**What is needed**
Print, exactly as they stand, the lines from the start of the listing to the line containing "an empty store", inclusive.

- - - - - - -

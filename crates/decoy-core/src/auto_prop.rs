//! Per-instance property bags backing auto-property mode

use dashmap::DashMap;
use decoy_object::{InstanceId, Value};
use indexmap::IndexMap;

/// Property name to last written value, for one instance
pub type AutoPropertyBag = IndexMap<String, Value>;

/// Bags keyed by instance identity, created on first access
///
/// Bags are never evicted; they live as long as the owning engine.
#[derive(Debug, Default)]
pub struct AutoPropertyStore {
    bags: DashMap<InstanceId, AutoPropertyBag>,
}

impl AutoPropertyStore {
    /// Create an empty store
    #[inline]
    #[must_use]
    pub fn new() -> Self {
        Self::default()
    }

    /// Last value written to `property`, or `Undefined`
    #[must_use]
    pub fn read(&self, instance: InstanceId, property: &str) -> Value {
        self.bags
            .entry(instance)
            .or_default()
            .get(property)
            .cloned()
            .unwrap_or_default()
    }

    /// Record a write
    pub fn write(&self, instance: InstanceId, property: &str, value: Value) {
        self.bags
            .entry(instance)
            .or_default()
            .insert(property.to_string(), value);
    }

    /// Snapshot of one instance's bag
    #[must_use]
    pub fn bag(&self, instance: InstanceId) -> Option<AutoPropertyBag> {
        self.bags.get(&instance).map(|bag| bag.value().clone())
    }

    /// Number of instances with a bag
    #[must_use]
    pub fn len(&self) -> usize {
        self.bags.len()
    }

    /// Check whether no bag was created yet
    #[must_use]
    pub fn is_empty(&self) -> bool {
        self.bags.is_empty()
    }
}
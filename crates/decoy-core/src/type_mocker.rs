//! Fluent per-type configuration

use crate::error::MockError;
use crate::mocker::AutoMocker;
use crate::selector::MemberRef;
use crate::verify::Verifier;
use decoy_object::TypeKey;
use decoy_spy::Spy;

/// Configuration scoped to one key
///
/// Members are named literally (`"login"`) or with a selector
/// (`selector!(|s| s.login)`).
///
/// ```
/// use decoy_core::{selector, AutoMocker};
/// use decoy_object::{ClassDef, Value};
///
/// let service = ClassDef::builder("Service")
///     .method("login", |_, _| Ok(Value::Bool(false)))
///     .build();
///
/// let mocker = AutoMocker::new();
/// let login = mocker
///     .for_type(&service)
///     .stub(true)
///     .mock(selector!(|s| s.login))
///     .unwrap()
///     .returns(true);
///
/// let svc = mocker.resolve_instance(&service).unwrap();
/// assert_eq!(svc.call("login", &[]).unwrap(), Value::Bool(true));
/// assert!(login.was_called());
/// ```
#[derive(Debug)]
pub struct TypeMocker<'a> {
    mocker: &'a AutoMocker,
    key: TypeKey,
}

impl<'a> TypeMocker<'a> {
    pub(crate) fn new(mocker: &'a AutoMocker, key: TypeKey) -> Self {
        Self { mocker, key }
    }

    /// Key being configured
    #[inline]
    #[must_use]
    pub fn key(&self) -> &TypeKey {
        &self.key
    }

    /// Engine this configuration belongs to
    #[inline]
    #[must_use]
    pub fn mocker(&self) -> &'a AutoMocker {
        self.mocker
    }

    /// Stub every method; properties stubbed or auto-propped
    pub fn stub(&self, auto_prop: bool) -> &Self {
        self.mocker.stub(&self.key, auto_prop);
        self
    }

    /// Stub with the configured default auto-property flag
    pub fn stub_default(&self) -> &Self {
        self.stub(self.mocker.config().fluent_stub_auto_prop)
    }

    /// Emulate plain data properties
    pub fn auto_prop(&self) -> &Self {
        self.mocker.auto_prop(&self.key);
        self
    }

    /// Spy on calls of a method
    ///
    /// # Errors
    /// [`MockError::Selector`] for a malformed selector.
    pub fn mock(&self, method: impl Into<MemberRef>) -> Result<Spy, MockError> {
        let method = method.into().resolve()?;
        Ok(self.mocker.mock(&self.key, &method))
    }

    /// Spy on calls of a method, configured by `configure`
    ///
    /// # Errors
    /// [`MockError::Selector`] for a malformed selector.
    pub fn mock_with<F>(&self, method: impl Into<MemberRef>, configure: F) -> Result<Spy, MockError>
    where
        F: FnOnce(&Spy, &Verifier<'_>),
    {
        let spy = self.mock(method)?;
        self.apply(&spy, configure);
        Ok(spy)
    }

    /// Spy on reads of a property
    ///
    /// # Errors
    /// [`MockError::Selector`] for a malformed selector.
    pub fn get(&self, property: impl Into<MemberRef>) -> Result<Spy, MockError> {
        let property = property.into().resolve()?;
        Ok(self.mocker.get(&self.key, &property))
    }

    /// Spy on reads of a property, configured by `configure`
    ///
    /// # Errors
    /// [`MockError::Selector`] for a malformed selector.
    pub fn get_with<F>(&self, property: impl Into<MemberRef>, configure: F) -> Result<Spy, MockError>
    where
        F: FnOnce(&Spy, &Verifier<'_>),
    {
        let spy = self.get(property)?;
        self.apply(&spy, configure);
        Ok(spy)
    }

    /// Spy on writes of a property
    ///
    /// # Errors
    /// [`MockError::Selector`] for a malformed selector.
    pub fn set(&self, property: impl Into<MemberRef>) -> Result<Spy, MockError> {
        let property = property.into().resolve()?;
        Ok(self.mocker.set(&self.key, &property))
    }

    /// Spy on writes of a property, configured by `configure`
    ///
    /// # Errors
    /// [`MockError::Selector`] for a malformed selector.
    pub fn set_with<F>(&self, property: impl Into<MemberRef>, configure: F) -> Result<Spy, MockError>
    where
        F: FnOnce(&Spy, &Verifier<'_>),
    {
        let spy = self.set(property)?;
        self.apply(&spy, configure);
        Ok(spy)
    }

    /// Resolve this key to stubbed allocations that skip construction
    ///
    /// # Errors
    /// [`MockError::Configuration`] for named keys.
    pub fn pure_proxy(&self, auto_prop: bool) -> Result<&Self, MockError> {
        self.mocker.pure_proxy(&self.key, auto_prop)?;
        Ok(self)
    }

    /// Run several configuration steps without binding a variable
    ///
    /// # Errors
    /// Whatever `action` returns.
    pub fn configure<F>(&self, action: F) -> Result<&Self, MockError>
    where
        F: FnOnce(&Self) -> Result<(), MockError>,
    {
        action(self)?;
        Ok(self)
    }

    fn apply<F>(&self, spy: &Spy, configure: F)
    where
        F: FnOnce(&Spy, &Verifier<'_>),
    {
        let verifier = Verifier::new(spy.clone(), self.mocker.verifications());
        configure(spy, &verifier);
    }
}
use clap::{Parser, Subcommand};

#[derive(Parser)]
#[command(name = "remindbot")]
#[command(author, version, about = "Telegram bot that remembers birthdays and reminders", long_about = None)]
pub struct Cli {
    #[command(subcommand)]
    pub command: Option<Commands>,
}

#[derive(Subcommand, Debug, PartialEq, Eq)]
pub enum Commands {
    /// Run the bot (long polling) together with the sweep scheduler
    Run,

    /// Run a single sweep now and send whatever is due
    Sweep {
        /// Only print what is due without sending or marking anything
        #[arg(long)]
        dry_run: bool,
    },

    /// Print stored entries as JSON
    Export {
        /// Only export entries of this chat (group ids are negative)
        #[arg(long, allow_negative_numbers = true)]
        chat: Option<i64>,
    },
}

impl Cli {
    pub fn parse_args() -> Self {
        Self::parse()
    }
}
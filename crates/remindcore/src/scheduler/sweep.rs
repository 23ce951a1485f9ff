//! Periodic sweep over the entry store.
//!
//! Runs as a `tokio::spawn`ed task emitting `DueNotification`s through an mpsc
//! channel. The Telegram layer receives them and sends the messages.

use chrono::NaiveDateTime;
use serde::Serialize;
use std::time::Duration;
use tokio::sync::mpsc;
use tokio::time::{interval, MissedTickBehavior};

use super::matcher::{match_entry, DueNotification, MatchPolicy};
use crate::core::error::AppResult;
use crate::storage::EntryStore;

/// Counters for one sweep.
#[derive(Debug, Clone, Copy, Default, PartialEq, Eq, Serialize)]
pub struct SweepReport {
    pub scanned: usize,
    pub due: usize,
    pub delivered: usize,
    pub failures: usize,
}

/// Evaluate every stored entry without touching delivery markers.
///
/// Rows that fail to decode are logged and counted in `failures`.
pub fn collect_due(store: &EntryStore, policy: MatchPolicy, now: NaiveDateTime) -> AppResult<(Vec<DueNotification>, SweepReport)> {
    let mut report = SweepReport::default();
    let mut due = Vec::new();

    for scanned in store.scan()? {
        report.scanned += 1;
        match scanned {
            Ok(entry) => {
                if let Some(notification) = match_entry(&entry, policy, now) {
                    due.push(notification);
                }
            }
            Err(e) => {
                log::warn!("Sweep skipped entry: {}", e);
                report.failures += 1;
            }
        }
    }

    report.due = due.len();
    Ok((due, report))
}

/// Run one sweep: mark each due entry delivered, then hand it to `tx`.
///
/// The marker is written first, so an entry is emitted at most once even
/// if the process dies between the two steps. If the hand-off fails the
/// marker is cleared again and the entry is retried on the next sweep.
pub fn run_sweep(
    store: &EntryStore,
    policy: MatchPolicy,
    now: NaiveDateTime,
    tx: &mpsc::UnboundedSender<DueNotification>,
) -> AppResult<SweepReport> {
    let (due, mut report) = collect_due(store, policy, now)?;

    for notification in due {
        let id = notification.entry.id;
        match store.mark_delivered(id, now) {
            Ok(true) => {}
            Ok(false) => {
                log::debug!("Entry {} was delivered or deleted concurrently", id);
                continue;
            }
            Err(e) => {
                log::error!("Failed to mark entry {} delivered: {}", id, e);
                report.failures += 1;
                continue;
            }
        }

        if tx.send(notification).is_err() {
            log::warn!("Notification channel closed, stopping sweep");
            release(store, id);
            report.failures += 1;
            break;
        }
        report.delivered += 1;
    }

    if report.due > 0 || report.failures > 0 {
        log::info!(
            "Sweep: {} scanned, {} due, {} delivered, {} failed",
            report.scanned,
            report.due,
            report.delivered,
            report.failures
        );
    }

    Ok(report)
}

/// Clear the delivery marker of an entry that was not handed off.
fn release(store: &EntryStore, id: i64) {
    if let Err(e) = store.clear_delivered(id) {
        log::error!("Failed to clear delivery marker of entry {}: {}", id, e);
    }
}

/// Start the sweep background task.
///
/// Returns a receiver for `DueNotification`s that should be consumed by the
/// Telegram notification dispatcher.
pub fn start_scheduler(
    store: EntryStore,
    policy: MatchPolicy,
    every: Duration,
) -> mpsc::UnboundedReceiver<DueNotification> {
    let (tx, rx) = mpsc::unbounded_channel();

    tokio::spawn(async move {
        let mut ticker = interval(every);
        ticker.set_missed_tick_behavior(MissedTickBehavior::Delay);

        log::info!(
            "Sweep scheduler started (interval: {}s, birthday policy: {})",
            every.as_secs(),
            policy
        );

        loop {
            ticker.tick().await;

            let now = chrono::Local::now().naive_local();
            if let Err(e) = run_sweep(&store, policy, now, &tx) {
                log::error!("Sweep failed: {}", e);
            }

            if tx.is_closed() {
                log::warn!("Notification receiver dropped, scheduler exiting");
                break;
            }
        }
    });

    rx
}
//! Free-text messages: answers to the active conversation step

use teloxide::prelude::*;
use teloxide::types::Message;

use super::types::{message_lang, sender_id, HandlerDeps, HandlerError};
use crate::i18n;
use crate::telegram::bot::{help_text, is_private_chat};
use crate::telegram::{render, Bot};

/// Feed a text message to the sender's conversation and answer with the outcome.
///
/// With no conversation, private chats get a hint and groups get silence.
pub async fn handle_conversation_text(bot: &Bot, msg: &Message, deps: &HandlerDeps) -> Result<(), HandlerError> {
    let (Some(user_id), Some(text)) = (sender_id(msg), msg.text()) else {
        return Ok(());
    };
    let lang = message_lang(msg);

    // Unknown or malformed commands are never taken as an answer
    if text.starts_with('/') {
        if is_private_chat(msg) {
            bot.send_message(msg.chat.id, help_text(&lang)).await?;
        }
        return Ok(());
    }

    // Answers only count in the chat the conversation was started in
    if let Some(chat_id) = deps.engine.active_chat(user_id) {
        if chat_id != msg.chat.id.0 {
            if is_private_chat(msg) {
                bot.send_message(msg.chat.id, i18n::t(&lang, "conversation.other_chat")).await?;
            }
            return Ok(());
        }
    }

    let reply = match deps.engine.handle_text(user_id, text, chrono::Local::now().naive_local()) {
        Ok(Some(reply)) => render::reply(&lang, &reply),
        Ok(None) => {
            if !is_private_chat(msg) {
                return Ok(());
            }
            i18n::t(&lang, "conversation.no_active")
        }
        Err(e) => {
            log::error!("Conversation step failed for user {}: {}", user_id, e);
            i18n::t(&lang, "errors.try_again")
        }
    };

    bot.send_message(msg.chat.id, reply).await?;
    Ok(())
}
use rusqlite::Connection;
use std::sync::{Mutex, OnceLock};
use std::time::Duration;

use crate::core::error::AppResult;

mod embedded {
    use refinery::embed_migrations;

    embed_migrations!("./migrations");
}

static MIGRATION_LOCK: OnceLock<Mutex<()>> = OnceLock::new();

/// Applies the embedded migrations.
///
/// Migrations are serialized per process; refinery wraps each migration in
/// its own transaction.
pub fn run_migrations(conn: &mut Connection) -> AppResult<()> {
    let mutex = MIGRATION_LOCK.get_or_init(|| Mutex::new(()));
    // Migrations are idempotent, so a lock poisoned by a panicking thread is still usable
    let _guard = match mutex.lock() {
        Ok(guard) => guard,
        Err(poisoned) => {
            log::warn!("Migration lock was poisoned, recovering...");
            poisoned.into_inner()
        }
    };

    conn.busy_timeout(Duration::from_secs(30))?;

    let report = embedded::migrations::runner().run(conn)?;
    for migration in report.applied_migrations() {
        log::info!("Applied migration {}", migration);
    }

    Ok(())
}

#[cfg(test)]
mod tests {
    use super::*;

    #[test]
    fn migrations_create_tables_and_are_rerunnable() {
        let mut conn = Connection::open_in_memory().unwrap();
        run_migrations(&mut conn).unwrap();
        run_migrations(&mut conn).unwrap();

        let tables: i64 = conn
            .query_row(
                "SELECT COUNT(*) FROM sqlite_master WHERE type = 'table' AND name IN ('owners', 'entries')",
                [],
                |row| row.get(0),
            )
            .unwrap();
        assert_eq!(tables, 2);
    }
}
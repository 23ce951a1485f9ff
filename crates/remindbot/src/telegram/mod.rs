//! Telegram dispatch facade: command routing, rendering, notification delivery

pub mod bot;
pub mod handlers;
pub mod notifications;
pub mod render;

pub type Bot = teloxide::Bot;

// Re-exports for convenience
pub use bot::{create_bot, setup_bot_commands, Command};
pub use handlers::{schema, HandlerDeps, HandlerError};
pub use notifications::start_notification_dispatcher;
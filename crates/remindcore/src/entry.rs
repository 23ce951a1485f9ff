//! Entry model shared by the store, the conversation engine and the scheduler.
//!
//! An `Entry` is always complete: partial input lives in a
//! [`Draft`](crate::conversation::Draft) inside a conversation and only becomes
//! a `NewEntry` once every required field has been validated.

use chrono::{NaiveDate, NaiveDateTime};
use serde::{Deserialize, Serialize};
use strum::{AsRefStr, Display, EnumString};
use thiserror::Error;

/// Input format for birthday dates (`31-12-1990`)
pub const BIRTHDAY_INPUT_FORMAT: &str = "%d-%m-%Y";

/// Input format for reminder date-times (`2030-05-01 09:00`)
pub const REMINDER_INPUT_FORMAT: &str = "%Y-%m-%d %H:%M";

/// Storage format for birthday dates
pub const STORED_DATE_FORMAT: &str = "%Y-%m-%d";

/// Storage format for reminder date-times and delivery markers
pub const STORED_DATETIME_FORMAT: &str = "%Y-%m-%d %H:%M:%S";

/// Who an entry or conversation belongs to.
#[derive(Debug, Clone, PartialEq, Eq, Serialize, Deserialize)]
pub struct Owner {
    /// Chat the entry was created in; notifications go back here
    pub chat_id: i64,
    /// Telegram user who created the entry
    pub user_id: i64,
    pub username: Option<String>,
    pub language_code: Option<String>,
}

impl Owner {
    pub fn new(chat_id: i64, user_id: i64) -> Self {
        Self {
            chat_id,
            user_id,
            username: None,
            language_code: None,
        }
    }

    pub fn with_username(mut self, username: Option<String>) -> Self {
        self.username = username;
        self
    }

    pub fn with_language(mut self, language_code: Option<String>) -> Self {
        self.language_code = language_code;
        self
    }
}

/// Which kind of entry a conversation collects.
#[derive(Debug, Clone, Copy, PartialEq, Eq, Hash, Serialize, Deserialize, Display, EnumString, AsRefStr)]
#[strum(serialize_all = "lowercase")]
#[serde(rename_all = "lowercase")]
pub enum EntryVariant {
    Birthday,
    Reminder,
}

#[derive(Debug, Clone, PartialEq, Eq, Serialize, Deserialize)]
pub struct BirthdayEntry {
    pub name: String,
    pub birthday_date: NaiveDate,
    /// Days before `birthday_date` the notification is wanted
    pub reminder_lead: i64,
    pub gifts: String,
    pub note: String,
}

#[derive(Debug, Clone, PartialEq, Eq, Serialize, Deserialize)]
pub struct ReminderEntry {
    pub text: String,
    pub remind_at: NaiveDateTime,
}

#[derive(Debug, Clone, PartialEq, Eq, Serialize, Deserialize)]
#[serde(tag = "kind", rename_all = "lowercase")]
pub enum EntryKind {
    Birthday(BirthdayEntry),
    Reminder(ReminderEntry),
}

impl EntryKind {
    pub fn variant(&self) -> EntryVariant {
        match self {
            EntryKind::Birthday(_) => EntryVariant::Birthday,
            EntryKind::Reminder(_) => EntryVariant::Reminder,
        }
    }
}

/// A completed entry that has not been stored yet.
#[derive(Debug, Clone, PartialEq, Eq)]
pub struct NewEntry {
    pub owner: Owner,
    pub kind: EntryKind,
}

/// A completed, persisted entry.
#[derive(Debug, Clone, PartialEq, Eq, Serialize)]
pub struct Entry {
    pub id: i64,
    pub owner: Owner,
    #[serde(flatten)]
    pub kind: EntryKind,
    /// When the notification for this entry was handed off, if ever
    pub delivered_at: Option<NaiveDateTime>,
}

impl Entry {
    pub fn variant(&self) -> EntryVariant {
        self.kind.variant()
    }

    pub fn is_delivered(&self) -> bool {
        self.delivered_at.is_some()
    }
}

/// A stored row that failed read-time re-validation.
#[derive(Debug, Error, PartialEq, Eq)]
pub enum EntryDecodeError {
    #[error("entry {id}: unknown kind '{kind}'")]
    UnknownKind { id: i64, kind: String },

    #[error("entry {id}: cannot parse '{value}' as {expected}")]
    BadTimestamp {
        id: i64,
        value: String,
        expected: &'static str,
    },

    #[error("entry {id}: birthday without lead days")]
    MissingLeadDays { id: i64 },

    #[error("entry {id}: lead days '{value}' is not an integer")]
    BadLeadDays { id: i64, value: String },
}

pub fn parse_birthday_input(raw: &str) -> Option<NaiveDate> {
    NaiveDate::parse_from_str(raw.trim(), BIRTHDAY_INPUT_FORMAT).ok()
}

pub fn parse_reminder_input(raw: &str) -> Option<NaiveDateTime> {
    NaiveDateTime::parse_from_str(raw.trim(), REMINDER_INPUT_FORMAT).ok()
}

#[cfg(test)]
mod tests {
    use super::*;
    use pretty_assertions::assert_eq;

    #[test]
    fn birthday_input_uses_day_month_year() {
        assert_eq!(
            parse_birthday_input("28-02-2030"),
            NaiveDate::from_ymd_opt(2030, 2, 28)
        );
        assert_eq!(parse_birthday_input(" 01-12-1990 "), NaiveDate::from_ymd_opt(1990, 12, 1));
    }

    #[test]
    fn birthday_input_rejects_impossible_dates() {
        assert_eq!(parse_birthday_input("31-02-2030"), None);
        assert_eq!(parse_birthday_input("2030-02-28"), None);
        assert_eq!(parse_birthday_input("tomorrow"), None);
    }

    #[test]
    fn reminder_input_requires_time() {
        let expected = NaiveDate::from_ymd_opt(2030, 5, 1).unwrap().and_hms_opt(9, 0, 0);
        assert_eq!(parse_reminder_input("2030-05-01 09:00"), expected);
        assert_eq!(parse_reminder_input("2030-05-01"), None);
        assert_eq!(parse_reminder_input("01-05-2030 09:00"), None);
    }

    #[test]
    fn variant_round_trips_through_strings() {
        assert_eq!(EntryVariant::Birthday.as_ref(), "birthday");
        assert_eq!("reminder".parse::<EntryVariant>().unwrap(), EntryVariant::Reminder);
    }
}
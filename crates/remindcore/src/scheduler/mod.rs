//! Due-entry matching and the periodic sweep.

pub mod matcher;
pub mod sweep;

pub use matcher::{days_until, match_entry, DueNotification, MatchPolicy};
pub use sweep::{collect_due, run_sweep, start_scheduler, SweepReport};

- - - - - - -

**Result for this task**
filename crates/decoy-core/src/auto_prop.rs
//! Per-instance property bags backing auto-property mode

use dashmap::DashMap;
use decoy_object::{InstanceId, Value};
use indexmap::IndexMap;

/// Property name to last written value, for one instance
pub type AutoPropertyBag = IndexMap<String, Value>;

/// Bags keyed by instance identity, created on first access
///
/// Bags are never evicted; they live as long as the owning engine.
#[derive(Debug, Default)]
pub struct AutoPropertyStore {
    bags: DashMap<InstanceId, AutoPropertyBag>,
}

impl AutoPropertyStore {
    /// Create an empty store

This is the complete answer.